EXERCISE AIM:
All lines in the data bearing the string "GeofenceExit" should be identified and copied.

[MATERIAL PROVIDED — start]

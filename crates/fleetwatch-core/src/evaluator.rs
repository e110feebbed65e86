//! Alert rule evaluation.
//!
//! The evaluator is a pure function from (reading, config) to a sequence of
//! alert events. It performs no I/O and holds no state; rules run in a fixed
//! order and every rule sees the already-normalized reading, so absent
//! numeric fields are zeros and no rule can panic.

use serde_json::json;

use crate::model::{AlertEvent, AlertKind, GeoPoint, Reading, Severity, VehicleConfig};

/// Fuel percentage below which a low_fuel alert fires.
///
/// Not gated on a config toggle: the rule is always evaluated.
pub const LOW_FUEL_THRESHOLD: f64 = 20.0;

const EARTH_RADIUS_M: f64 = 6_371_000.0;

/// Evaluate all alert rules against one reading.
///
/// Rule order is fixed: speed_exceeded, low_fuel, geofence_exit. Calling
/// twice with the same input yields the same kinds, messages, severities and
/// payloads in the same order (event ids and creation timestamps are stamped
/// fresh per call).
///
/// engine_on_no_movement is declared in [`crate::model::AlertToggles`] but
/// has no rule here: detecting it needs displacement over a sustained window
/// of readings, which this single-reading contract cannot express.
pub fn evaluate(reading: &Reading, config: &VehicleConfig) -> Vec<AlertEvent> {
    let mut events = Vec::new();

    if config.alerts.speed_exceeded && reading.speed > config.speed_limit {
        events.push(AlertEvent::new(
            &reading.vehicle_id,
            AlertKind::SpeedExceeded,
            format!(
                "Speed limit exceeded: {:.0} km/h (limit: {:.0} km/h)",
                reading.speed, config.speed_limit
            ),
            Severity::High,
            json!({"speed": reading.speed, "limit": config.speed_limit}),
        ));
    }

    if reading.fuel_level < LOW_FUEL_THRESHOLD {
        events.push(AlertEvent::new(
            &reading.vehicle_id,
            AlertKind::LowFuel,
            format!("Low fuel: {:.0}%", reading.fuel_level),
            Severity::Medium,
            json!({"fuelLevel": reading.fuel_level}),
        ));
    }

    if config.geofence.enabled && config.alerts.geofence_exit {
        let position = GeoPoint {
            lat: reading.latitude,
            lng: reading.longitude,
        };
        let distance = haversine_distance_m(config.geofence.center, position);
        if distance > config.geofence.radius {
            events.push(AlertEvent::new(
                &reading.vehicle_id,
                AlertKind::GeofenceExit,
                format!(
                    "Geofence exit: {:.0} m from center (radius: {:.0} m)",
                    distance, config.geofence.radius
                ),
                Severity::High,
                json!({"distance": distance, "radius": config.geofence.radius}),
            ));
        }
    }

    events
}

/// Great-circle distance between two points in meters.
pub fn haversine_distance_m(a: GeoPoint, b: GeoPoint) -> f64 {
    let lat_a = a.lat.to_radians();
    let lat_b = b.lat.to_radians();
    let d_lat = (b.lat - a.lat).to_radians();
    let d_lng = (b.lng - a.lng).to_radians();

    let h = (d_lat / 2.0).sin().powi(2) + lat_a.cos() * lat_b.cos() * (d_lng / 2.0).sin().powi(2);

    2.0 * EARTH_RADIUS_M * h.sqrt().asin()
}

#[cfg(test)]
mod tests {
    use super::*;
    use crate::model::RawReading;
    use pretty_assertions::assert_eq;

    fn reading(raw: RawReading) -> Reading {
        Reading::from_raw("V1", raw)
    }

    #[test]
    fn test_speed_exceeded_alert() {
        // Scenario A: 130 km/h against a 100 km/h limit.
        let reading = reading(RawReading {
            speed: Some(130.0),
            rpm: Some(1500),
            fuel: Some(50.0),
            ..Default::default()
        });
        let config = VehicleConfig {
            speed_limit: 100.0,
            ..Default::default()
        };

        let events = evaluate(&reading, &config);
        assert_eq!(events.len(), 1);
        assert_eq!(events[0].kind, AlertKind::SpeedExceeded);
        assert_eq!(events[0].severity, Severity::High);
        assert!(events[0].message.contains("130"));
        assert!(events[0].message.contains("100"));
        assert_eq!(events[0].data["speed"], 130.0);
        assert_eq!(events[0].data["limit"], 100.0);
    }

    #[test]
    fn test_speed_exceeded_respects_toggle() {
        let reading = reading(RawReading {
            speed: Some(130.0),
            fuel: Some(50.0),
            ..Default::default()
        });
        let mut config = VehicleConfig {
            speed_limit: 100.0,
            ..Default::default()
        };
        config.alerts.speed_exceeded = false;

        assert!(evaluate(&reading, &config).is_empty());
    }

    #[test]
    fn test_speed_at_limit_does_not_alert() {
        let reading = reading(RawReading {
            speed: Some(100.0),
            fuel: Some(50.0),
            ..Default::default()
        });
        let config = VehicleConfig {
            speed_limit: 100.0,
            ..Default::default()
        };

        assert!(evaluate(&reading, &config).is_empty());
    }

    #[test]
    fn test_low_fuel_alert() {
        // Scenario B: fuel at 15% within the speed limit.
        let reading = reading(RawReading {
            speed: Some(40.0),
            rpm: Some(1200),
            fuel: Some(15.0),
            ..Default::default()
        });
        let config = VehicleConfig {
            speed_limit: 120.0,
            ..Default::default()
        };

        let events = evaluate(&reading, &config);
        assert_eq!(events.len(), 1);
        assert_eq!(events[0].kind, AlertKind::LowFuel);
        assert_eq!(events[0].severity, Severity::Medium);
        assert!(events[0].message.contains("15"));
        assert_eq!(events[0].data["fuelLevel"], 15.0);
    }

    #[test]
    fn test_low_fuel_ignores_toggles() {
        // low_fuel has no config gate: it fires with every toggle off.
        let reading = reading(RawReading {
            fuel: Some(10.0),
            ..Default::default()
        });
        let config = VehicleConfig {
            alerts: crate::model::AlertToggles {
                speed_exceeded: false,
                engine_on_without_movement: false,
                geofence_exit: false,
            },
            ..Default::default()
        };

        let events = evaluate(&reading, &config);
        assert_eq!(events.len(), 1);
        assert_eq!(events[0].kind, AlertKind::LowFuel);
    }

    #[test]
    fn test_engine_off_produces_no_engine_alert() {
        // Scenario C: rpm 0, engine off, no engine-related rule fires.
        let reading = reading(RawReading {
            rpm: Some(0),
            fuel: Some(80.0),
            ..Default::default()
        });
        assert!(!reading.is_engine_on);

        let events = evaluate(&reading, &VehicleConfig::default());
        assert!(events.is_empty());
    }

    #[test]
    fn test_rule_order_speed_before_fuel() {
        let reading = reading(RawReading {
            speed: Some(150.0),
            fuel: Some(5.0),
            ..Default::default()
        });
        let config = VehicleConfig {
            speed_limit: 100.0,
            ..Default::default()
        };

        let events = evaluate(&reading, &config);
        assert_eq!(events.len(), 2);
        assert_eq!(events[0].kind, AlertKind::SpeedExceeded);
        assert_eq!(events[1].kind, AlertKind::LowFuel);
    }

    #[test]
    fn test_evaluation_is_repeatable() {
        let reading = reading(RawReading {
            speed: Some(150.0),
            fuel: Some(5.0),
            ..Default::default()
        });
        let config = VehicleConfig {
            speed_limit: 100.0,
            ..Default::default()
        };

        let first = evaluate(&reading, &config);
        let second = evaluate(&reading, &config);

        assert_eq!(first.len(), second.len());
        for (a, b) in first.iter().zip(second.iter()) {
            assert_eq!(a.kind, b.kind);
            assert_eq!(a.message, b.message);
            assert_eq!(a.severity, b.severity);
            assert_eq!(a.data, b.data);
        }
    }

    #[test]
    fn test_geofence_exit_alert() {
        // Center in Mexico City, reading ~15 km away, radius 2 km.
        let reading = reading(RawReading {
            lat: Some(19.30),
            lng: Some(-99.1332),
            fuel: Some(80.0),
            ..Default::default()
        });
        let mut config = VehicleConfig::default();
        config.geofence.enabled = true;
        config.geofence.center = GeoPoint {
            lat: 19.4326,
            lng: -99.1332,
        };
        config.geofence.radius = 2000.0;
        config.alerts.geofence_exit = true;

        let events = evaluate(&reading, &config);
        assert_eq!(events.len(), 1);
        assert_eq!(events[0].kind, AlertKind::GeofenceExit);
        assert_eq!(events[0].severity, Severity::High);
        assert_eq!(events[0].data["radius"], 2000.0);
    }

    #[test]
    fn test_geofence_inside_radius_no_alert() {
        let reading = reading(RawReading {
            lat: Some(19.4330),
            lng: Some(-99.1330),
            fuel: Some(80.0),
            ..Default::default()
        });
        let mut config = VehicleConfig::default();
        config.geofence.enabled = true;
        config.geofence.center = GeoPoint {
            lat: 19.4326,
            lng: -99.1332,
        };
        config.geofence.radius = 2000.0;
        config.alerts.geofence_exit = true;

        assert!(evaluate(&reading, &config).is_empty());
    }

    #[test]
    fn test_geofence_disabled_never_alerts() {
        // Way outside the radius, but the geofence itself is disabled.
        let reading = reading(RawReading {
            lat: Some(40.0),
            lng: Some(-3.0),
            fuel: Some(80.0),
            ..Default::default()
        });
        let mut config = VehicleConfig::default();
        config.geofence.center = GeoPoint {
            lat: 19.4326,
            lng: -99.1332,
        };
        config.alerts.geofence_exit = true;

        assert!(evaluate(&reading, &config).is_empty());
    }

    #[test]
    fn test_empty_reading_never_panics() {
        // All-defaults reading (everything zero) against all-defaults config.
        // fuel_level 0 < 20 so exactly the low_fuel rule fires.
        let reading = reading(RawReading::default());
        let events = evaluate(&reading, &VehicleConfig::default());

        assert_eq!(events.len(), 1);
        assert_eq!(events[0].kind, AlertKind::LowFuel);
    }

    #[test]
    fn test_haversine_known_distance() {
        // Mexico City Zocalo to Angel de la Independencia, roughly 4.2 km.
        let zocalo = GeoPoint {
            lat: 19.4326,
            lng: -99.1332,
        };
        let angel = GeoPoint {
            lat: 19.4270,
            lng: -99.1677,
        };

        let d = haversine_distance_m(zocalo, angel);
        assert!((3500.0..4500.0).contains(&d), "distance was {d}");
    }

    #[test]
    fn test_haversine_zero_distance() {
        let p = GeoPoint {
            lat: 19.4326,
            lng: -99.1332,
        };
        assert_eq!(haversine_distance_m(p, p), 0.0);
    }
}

[MATERIAL PROVIDED — finish]
[MATERIAL PROVIDED — start]

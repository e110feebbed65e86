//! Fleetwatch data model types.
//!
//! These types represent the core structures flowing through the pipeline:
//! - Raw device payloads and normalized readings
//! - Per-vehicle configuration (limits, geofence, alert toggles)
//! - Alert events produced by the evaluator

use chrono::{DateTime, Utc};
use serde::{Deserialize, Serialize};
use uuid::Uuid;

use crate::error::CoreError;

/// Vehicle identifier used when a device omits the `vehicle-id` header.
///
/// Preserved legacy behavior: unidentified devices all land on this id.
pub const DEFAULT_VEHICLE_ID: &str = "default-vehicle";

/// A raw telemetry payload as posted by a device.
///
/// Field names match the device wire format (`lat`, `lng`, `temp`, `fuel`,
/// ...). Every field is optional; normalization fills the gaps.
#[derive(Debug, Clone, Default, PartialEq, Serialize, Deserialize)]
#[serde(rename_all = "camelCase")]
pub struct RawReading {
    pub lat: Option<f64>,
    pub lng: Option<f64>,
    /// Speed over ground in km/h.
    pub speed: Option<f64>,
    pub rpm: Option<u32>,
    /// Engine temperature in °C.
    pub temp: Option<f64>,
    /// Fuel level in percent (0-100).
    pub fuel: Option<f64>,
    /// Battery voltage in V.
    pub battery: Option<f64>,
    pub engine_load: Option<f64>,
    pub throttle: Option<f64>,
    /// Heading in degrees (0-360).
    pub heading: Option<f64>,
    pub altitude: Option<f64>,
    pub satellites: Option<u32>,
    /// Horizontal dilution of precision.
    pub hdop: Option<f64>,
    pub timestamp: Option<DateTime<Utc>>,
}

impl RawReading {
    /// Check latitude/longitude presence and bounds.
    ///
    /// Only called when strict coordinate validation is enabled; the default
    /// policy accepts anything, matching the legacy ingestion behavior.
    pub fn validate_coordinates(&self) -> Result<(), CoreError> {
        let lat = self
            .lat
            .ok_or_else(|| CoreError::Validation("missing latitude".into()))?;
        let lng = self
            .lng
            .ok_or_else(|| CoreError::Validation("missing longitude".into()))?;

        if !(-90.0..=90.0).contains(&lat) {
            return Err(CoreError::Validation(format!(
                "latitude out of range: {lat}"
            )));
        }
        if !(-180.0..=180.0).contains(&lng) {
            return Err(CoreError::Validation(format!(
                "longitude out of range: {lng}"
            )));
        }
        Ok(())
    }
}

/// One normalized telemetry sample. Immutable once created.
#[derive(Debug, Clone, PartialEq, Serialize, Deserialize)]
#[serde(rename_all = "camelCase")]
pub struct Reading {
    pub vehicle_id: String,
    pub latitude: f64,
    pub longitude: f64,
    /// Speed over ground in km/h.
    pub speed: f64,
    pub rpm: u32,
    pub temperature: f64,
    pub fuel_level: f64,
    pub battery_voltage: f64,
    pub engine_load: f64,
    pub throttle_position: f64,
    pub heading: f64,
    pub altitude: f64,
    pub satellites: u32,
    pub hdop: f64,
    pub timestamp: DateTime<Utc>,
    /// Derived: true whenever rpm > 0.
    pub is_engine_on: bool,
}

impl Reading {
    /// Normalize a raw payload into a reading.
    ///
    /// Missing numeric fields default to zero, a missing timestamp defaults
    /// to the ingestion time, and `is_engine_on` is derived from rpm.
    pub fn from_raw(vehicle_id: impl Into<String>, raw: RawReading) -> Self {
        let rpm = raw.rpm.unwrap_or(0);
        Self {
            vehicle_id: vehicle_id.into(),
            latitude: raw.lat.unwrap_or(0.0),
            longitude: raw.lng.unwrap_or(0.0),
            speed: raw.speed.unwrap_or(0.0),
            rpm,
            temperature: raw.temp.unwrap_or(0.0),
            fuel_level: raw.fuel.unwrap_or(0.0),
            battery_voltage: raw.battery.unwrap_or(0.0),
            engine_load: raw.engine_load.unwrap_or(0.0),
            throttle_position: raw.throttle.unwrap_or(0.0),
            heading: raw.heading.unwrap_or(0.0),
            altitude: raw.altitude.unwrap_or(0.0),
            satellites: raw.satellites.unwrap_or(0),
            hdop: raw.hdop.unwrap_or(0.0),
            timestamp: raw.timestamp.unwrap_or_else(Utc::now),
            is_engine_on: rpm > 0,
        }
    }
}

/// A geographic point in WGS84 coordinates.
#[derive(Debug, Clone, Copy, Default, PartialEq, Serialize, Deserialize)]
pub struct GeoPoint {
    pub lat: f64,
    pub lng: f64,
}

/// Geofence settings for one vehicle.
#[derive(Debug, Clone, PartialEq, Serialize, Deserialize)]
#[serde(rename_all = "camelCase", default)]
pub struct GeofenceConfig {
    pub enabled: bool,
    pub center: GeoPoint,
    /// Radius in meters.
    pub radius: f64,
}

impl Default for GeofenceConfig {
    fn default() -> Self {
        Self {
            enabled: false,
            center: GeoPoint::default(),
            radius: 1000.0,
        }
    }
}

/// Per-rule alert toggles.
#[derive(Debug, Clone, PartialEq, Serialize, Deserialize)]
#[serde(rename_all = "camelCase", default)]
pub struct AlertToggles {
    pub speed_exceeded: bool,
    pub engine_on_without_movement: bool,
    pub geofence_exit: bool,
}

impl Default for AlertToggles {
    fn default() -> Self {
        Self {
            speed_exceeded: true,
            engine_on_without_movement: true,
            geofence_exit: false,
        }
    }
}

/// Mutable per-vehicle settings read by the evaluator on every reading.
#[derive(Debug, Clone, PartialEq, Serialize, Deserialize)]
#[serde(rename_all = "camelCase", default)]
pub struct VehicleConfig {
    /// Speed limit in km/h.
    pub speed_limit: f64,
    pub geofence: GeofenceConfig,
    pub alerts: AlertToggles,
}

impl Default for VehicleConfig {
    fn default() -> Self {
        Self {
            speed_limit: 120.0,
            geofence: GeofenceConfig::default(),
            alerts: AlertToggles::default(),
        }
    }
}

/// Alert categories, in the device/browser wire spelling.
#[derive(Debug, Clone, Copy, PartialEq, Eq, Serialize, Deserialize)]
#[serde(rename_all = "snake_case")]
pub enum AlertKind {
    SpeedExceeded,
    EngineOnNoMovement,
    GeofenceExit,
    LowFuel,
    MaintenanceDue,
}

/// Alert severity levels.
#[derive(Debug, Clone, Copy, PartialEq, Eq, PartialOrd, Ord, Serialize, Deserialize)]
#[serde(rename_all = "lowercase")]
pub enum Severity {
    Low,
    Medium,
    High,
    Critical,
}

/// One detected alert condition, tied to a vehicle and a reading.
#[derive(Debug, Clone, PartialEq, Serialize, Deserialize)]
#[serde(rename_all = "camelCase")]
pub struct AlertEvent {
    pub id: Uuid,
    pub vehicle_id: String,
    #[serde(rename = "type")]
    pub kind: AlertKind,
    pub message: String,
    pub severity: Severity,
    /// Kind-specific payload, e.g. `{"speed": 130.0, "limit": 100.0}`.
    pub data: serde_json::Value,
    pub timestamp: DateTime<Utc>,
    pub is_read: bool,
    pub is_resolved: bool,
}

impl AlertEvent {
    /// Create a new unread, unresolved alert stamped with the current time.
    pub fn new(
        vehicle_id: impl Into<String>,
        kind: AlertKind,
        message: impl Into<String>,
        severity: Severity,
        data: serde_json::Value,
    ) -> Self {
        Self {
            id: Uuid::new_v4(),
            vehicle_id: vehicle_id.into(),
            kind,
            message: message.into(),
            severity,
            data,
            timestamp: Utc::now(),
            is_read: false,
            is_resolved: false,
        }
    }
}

[MATERIAL PROVIDED — finish]
[MATERIAL PROVIDED — start]

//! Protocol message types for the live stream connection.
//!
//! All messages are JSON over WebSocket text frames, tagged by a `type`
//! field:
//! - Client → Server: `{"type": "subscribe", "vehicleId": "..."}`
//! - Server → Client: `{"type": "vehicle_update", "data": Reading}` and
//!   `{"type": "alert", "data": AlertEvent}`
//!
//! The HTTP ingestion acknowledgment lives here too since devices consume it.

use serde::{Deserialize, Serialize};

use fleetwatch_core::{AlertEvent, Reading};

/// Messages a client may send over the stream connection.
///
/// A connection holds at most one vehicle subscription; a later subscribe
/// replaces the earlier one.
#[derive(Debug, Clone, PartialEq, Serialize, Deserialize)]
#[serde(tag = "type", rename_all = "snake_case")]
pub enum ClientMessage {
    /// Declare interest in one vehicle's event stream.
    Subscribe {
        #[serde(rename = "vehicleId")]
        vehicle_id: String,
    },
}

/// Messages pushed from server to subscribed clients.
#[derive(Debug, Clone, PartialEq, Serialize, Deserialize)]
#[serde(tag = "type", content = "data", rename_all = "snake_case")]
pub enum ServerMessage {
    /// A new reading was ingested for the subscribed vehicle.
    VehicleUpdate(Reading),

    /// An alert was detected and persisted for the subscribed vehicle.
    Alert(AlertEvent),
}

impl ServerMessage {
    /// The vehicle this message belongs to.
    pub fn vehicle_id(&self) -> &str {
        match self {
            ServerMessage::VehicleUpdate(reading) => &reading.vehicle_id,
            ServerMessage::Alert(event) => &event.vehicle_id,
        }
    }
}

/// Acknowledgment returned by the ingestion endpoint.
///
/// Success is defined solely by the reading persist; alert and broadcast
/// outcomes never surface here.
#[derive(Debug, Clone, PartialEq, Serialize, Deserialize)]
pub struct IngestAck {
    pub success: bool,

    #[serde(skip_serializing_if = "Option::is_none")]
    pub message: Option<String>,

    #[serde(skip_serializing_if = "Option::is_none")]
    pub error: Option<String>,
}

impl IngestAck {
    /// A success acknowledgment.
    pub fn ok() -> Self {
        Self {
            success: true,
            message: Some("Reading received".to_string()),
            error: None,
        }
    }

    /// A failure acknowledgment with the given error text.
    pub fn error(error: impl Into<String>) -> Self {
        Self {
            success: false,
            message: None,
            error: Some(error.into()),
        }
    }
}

[MATERIAL PROVIDED — finish]

EXPECTED ANSWER:
                AlertKind::GeofenceExit,
        assert_eq!(events[0].kind, AlertKind::GeofenceExit);
    GeofenceExit,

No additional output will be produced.